Und in Zukunft kann ich Little Q., der mit seinem in der Schule gebauten Solarboot meinte: "Oh, da muss man noch ein Kabel festschrauben, wann kommt der Papi heim?" sagen: "Mein lieber Sohn, deine Mutter hat eine Schrauberschulung, das würde ich ausnutzen!"
* Erklärbär 1: Ein Mannloch ist so etwas. Das Schauglas ist das Glasding in dem runden.
** Erklärbär 2: Hauptgrund für verschiedene Werkstoffe sind die unterschiedlichen Beständigkeiten. Grob gesagt kann man in einer Stahlanlage sehr wohl basische Reaktionsmischungen handhaben, aber keine sauren, in emailliertem Stahl ist es genau andersrum. Wenn mans falsch macht, hat man Lochfrass und Spaltkorrosion (aka: der Kessel rostet bzw. die Emaille-Beschichtung löst sich auf) und kann einen neuen Kessel kaufen.
3 Kommentare:
Mein Tipp in Punkto Drehschraubrichtung ist der englische Spruch: " righty tighty, lefty loosy", muss ich immer dran denken, wenn die Marmelade nicht auf geht.

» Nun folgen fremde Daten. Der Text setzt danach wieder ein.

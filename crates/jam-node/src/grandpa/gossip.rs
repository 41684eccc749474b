//! Vote gossip between finality peers.
//!
//! Plain TCP with length-prefixed bincode frames. Three concerns run as
//! separate tasks: the accept/ingest loop (inbound frames into the stage
//! buffers and the block tree), the peer dialer (reconnect loop), and the
//! round driver (the engine itself, which only touches the transport through
//! [`VoteTransport`]).

use std::collections::HashMap;
use std::net::SocketAddr;
use std::sync::{Arc, Mutex};
use std::time::Duration;

use tokio::io::{AsyncReadExt, AsyncWriteExt};
use tokio::net::tcp::OwnedWriteHalf;
use tokio::net::{TcpListener, TcpStream};

use super::messages::{decode_frame, encode_frame, PeerMessage, Stage, VoteMsg};
use super::tree::BlockTree;

/// Transport seam between the round driver and the network.
///
/// The TCP implementation is [`TcpGossip`]; tests drive the engine with an
/// in-memory implementation.
#[allow(async_fn_in_trait)]
pub trait VoteTransport {
    /// Best-effort broadcast to all connected peers.
    async fn broadcast(&self, message: &PeerMessage);

    /// Feed our own vote into the local buffers so it is tallied alongside
    /// received ones.
    fn enqueue_vote(&self, vote: VoteMsg);

    /// Drain the buffered votes of one stage, keeping only the given round.
    fn collect(&self, stage: Stage, round: u64) -> Vec<VoteMsg>;
}

#[derive(Default)]
struct StageBuffers {
    prevotes: Vec<VoteMsg>,
    precommits: Vec<VoteMsg>,
}

impl StageBuffers {
    fn push(&mut self, vote: VoteMsg) {
        match vote.stage {
            Stage::Prevote => self.prevotes.push(vote),
            Stage::Precommit => self.precommits.push(vote),
        }
    }

    fn drain(&mut self, stage: Stage) -> Vec<VoteMsg> {
        match stage {
            Stage::Prevote => std::mem::take(&mut self.prevotes),
            Stage::Precommit => std::mem::take(&mut self.precommits),
        }
    }
}

/// TCP gossip node.
pub struct TcpGossip {
    node_id: u32,
    peers: Vec<(u32, SocketAddr)>,
    buffers: Arc<Mutex<StageBuffers>>,
    writers: Arc<tokio::sync::Mutex<HashMap<u32, OwnedWriteHalf>>>,
    tree: Arc<Mutex<BlockTree>>,
}

impl TcpGossip {
    pub fn new(node_id: u32, peers: Vec<(u32, SocketAddr)>, tree: Arc<Mutex<BlockTree>>) -> Self {
        Self {
            node_id,
            peers,
            buffers: Arc::new(Mutex::new(StageBuffers::default())),
            writers: Arc::new(tokio::sync::Mutex::new(HashMap::new())),
            tree,
        }
    }

    /// Bind the listener and spawn the ingest and dialer tasks.
    pub async fn start(&self, listen: SocketAddr) -> std::io::Result<()> {
        let listener = TcpListener::bind(listen).await?;
        tracing::info!(node = self.node_id, %listen, "gossip listening");

        let buffers = Arc::clone(&self.buffers);
        let tree = Arc::clone(&self.tree);
        tokio::spawn(async move {
            loop {
                match listener.accept().await {
                    Ok((stream, peer)) => {
                        tracing::debug!(%peer, "inbound gossip connection");
                        let buffers = Arc::clone(&buffers);
                        let tree = Arc::clone(&tree);
                        tokio::spawn(ingest_connection(stream, buffers, tree));
                    }
                    Err(e) => {
                        tracing::warn!(%e, "gossip accept failed");
                        tokio::time::sleep(Duration::from_millis(200)).await;
                    }
                }
            }
        });

        self.spawn_dialer();
        Ok(())
    }

    /// Reconnect loop: keep one outbound connection per peer alive.
    fn spawn_dialer(&self) {
        let peers = self.peers.clone();
        let writers = Arc::clone(&self.writers);
        let node_id = self.node_id;
        tokio::spawn(async move {
            loop {
                for (peer_id, addr) in &peers {
                    if *peer_id == node_id {
                        continue;
                    }
                    let connected = writers.lock().await.contains_key(peer_id);
                    if connected {
                        continue;
                    }
                    match TcpStream::connect(addr).await {
                        Ok(stream) => {
                            tracing::info!(peer = peer_id, %addr, "gossip peer connected");
                            let (_, write_half) = stream.into_split();
                            writers.lock().await.insert(*peer_id, write_half);
                        }
                        Err(e) => {
                            tracing::debug!(peer = peer_id, %e, "gossip dial failed");
                        }
                    }
                }
                tokio::time::sleep(Duration::from_secs(1)).await;
            }
        });
    }

}

async fn ingest_connection(
    stream: TcpStream,
    buffers: Arc<Mutex<StageBuffers>>,
    tree: Arc<Mutex<BlockTree>>,
) {
    let (mut read_half, _) = stream.into_split();
    let mut buf: Vec<u8> = Vec::with_capacity(4096);
    let mut chunk = [0u8; 4096];

    loop {
        match read_half.read(&mut chunk).await {
            Ok(0) => break,
            Ok(n) => {
                buf.extend_from_slice(&chunk[..n]);
                loop {
                    match decode_frame(&buf) {
                        Ok(Some((consumed, message))) => {
                            buf.drain(..consumed);
                            dispatch(message, &buffers, &tree);
                        }
                        Ok(None) => break,
                        Err(e) => {
                            tracing::warn!(%e, "malformed gossip frame, dropping connection");
                            return;
                        }
                    }
                }
            }
            Err(e) => {
                tracing::debug!(%e, "gossip connection closed");
                break;
            }
        }
    }
}

fn dispatch(message: PeerMessage, buffers: &Mutex<StageBuffers>, tree: &Mutex<BlockTree>) {
    match message {
        PeerMessage::Vote(vote) => {
            buffers.lock().expect("gossip buffer lock").push(vote);
        }
        PeerMessage::Block(record) => {
            tracing::debug!(hash = %record.hash, "block imported from gossip");
            tree.lock().expect("block tree lock").add_block(record);
        }
        PeerMessage::Ready { node_id } => {
            tracing::debug!(node_id, "peer ready");
        }
    }
}

impl VoteTransport for TcpGossip {
    async fn broadcast(&self, message: &PeerMessage) {
        let frame = match encode_frame(message) {
            Ok(frame) => frame,
            Err(e) => {
                tracing::error!(%e, "failed to encode gossip frame");
                return;
            }
        };

        let mut writers = self.writers.lock().await;
        let mut dead: Vec<u32> = Vec::new();
        for (peer_id, writer) in writers.iter_mut() {
            if let Err(e) = writer.write_all(&frame).await {
                tracing::debug!(peer = peer_id, %e, "gossip write failed, dropping peer");
                dead.push(*peer_id);
            }
        }
        for peer_id in dead {
            writers.remove(&peer_id);
        }
    }

    fn enqueue_vote(&self, vote: VoteMsg) {
        self.buffers.lock().expect("gossip buffer lock").push(vote);
    }

    fn collect(&self, stage: Stage, round: u64) -> Vec<VoteMsg> {
        let drained = self.buffers.lock().expect("gossip buffer lock").drain(stage);
        let (matching, stale): (Vec<_>, Vec<_>) =
            drained.into_iter().partition(|v| v.round == round);
        if !stale.is_empty() {
            tracing::debug!(stage = stage.as_str(), dropped = stale.len(), "stale votes dropped");
        }
        matching
    }
}

#[cfg(test)]
mod tests {
    use jam_types::{Hash, Signature};

    use super::*;

    fn vote(stage: Stage, round: u64, validator: u32) -> VoteMsg {
        VoteMsg {
            round,
            stage,
            block_hash: Some(Hash::from_bytes([1; 32])),
            block_height: Some(1),
            state_root: None,
            validator,
            signature: Signature::zero(),
        }
    }

    #[test]
    fn buffers_separate_stages() {
        let mut buffers = StageBuffers::default();
        buffers.push(vote(Stage::Prevote, 0, 1));
        buffers.push(vote(Stage::Precommit, 0, 2));
        assert_eq!(buffers.drain(Stage::Prevote).len(), 1);
        assert_eq!(buffers.drain(Stage::Prevote).len(), 0);
        assert_eq!(buffers.drain(Stage::Precommit).len(), 1);
    }

    #[tokio::test]
    async fn collect_filters_round() {
        let tree = Arc::new(Mutex::new(BlockTree::new()));
        let gossip = TcpGossip::new(0, vec![], tree);
        gossip.enqueue_vote(vote(Stage::Prevote, 1, 1));
        gossip.enqueue_vote(vote(Stage::Prevote, 2, 2));
        let collected = gossip.collect(Stage::Prevote, 2);
        assert_eq!(collected.len(), 1);
        assert_eq!(collected[0].validator, 2);
    }

    #[tokio::test]
    async fn votes_flow_over_tcp() {
        let tree_a = Arc::new(Mutex::new(BlockTree::new()));
        let tree_b = Arc::new(Mutex::new(BlockTree::new()));

        let listen: SocketAddr = "127.0.0.1:0".parse().unwrap();
        let listener = TcpListener::bind(listen).await.unwrap();
        let addr = listener.local_addr().unwrap();
        drop(listener);

        let receiver = TcpGossip::new(1, vec![], tree_b);
        receiver.start(addr).await.unwrap();

        let sender = TcpGossip::new(0, vec![(1, addr)], tree_a);
        sender.spawn_dialer();

        // wait for the dialer to connect
        for _ in 0..50 {
            if sender.writers.lock().await.len() == 1 {
                break;
            }
            tokio::time::sleep(Duration::from_millis(20)).await;
        }

        sender.broadcast(&PeerMessage::Vote(vote(Stage::Prevote, 0, 7))).await;

        for _ in 0..50 {
            let collected = receiver.collect(Stage::Prevote, 0);
            if !collected.is_empty() {
                assert_eq!(collected[0].validator, 7);
                return;
            }
            tokio::time::sleep(Duration::from_millis(20)).await;
        }
        panic!("vote never arrived");
    }
}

Ich komme immer dann ans Überlegen, wenn sich eine Schraube einfach nicht bewegen will, z.B. gestern, als die Verschlussschraube zum Thermenwasserzulauf nicht so wollte wie ich. Mein Töchterlein war sehr erstaunt, dass Mami das auch ohne Abteilung Technik aka Herzensmann erledigen kann ...
Der ganze Post hat mich grinsen lassen, da mein Herzensmann in seinem Labor die Dichtungen und Membranen entwickelt, die bei euch wahrscheinlich auch eingebaut sind. Kam mir alles doch irgendwie bekannt vor und ich könnte sogar noch das eine oder andere beisteuern!
Ich lese hier wirklich zu gerne mit, vielen Dank dafür!
Sommerliche Grüße aus dem Büro
Petra
Aaah, Produktion und Technik - meine Lieblingsthemen in deinem Blog! Vielen Dank für die Details.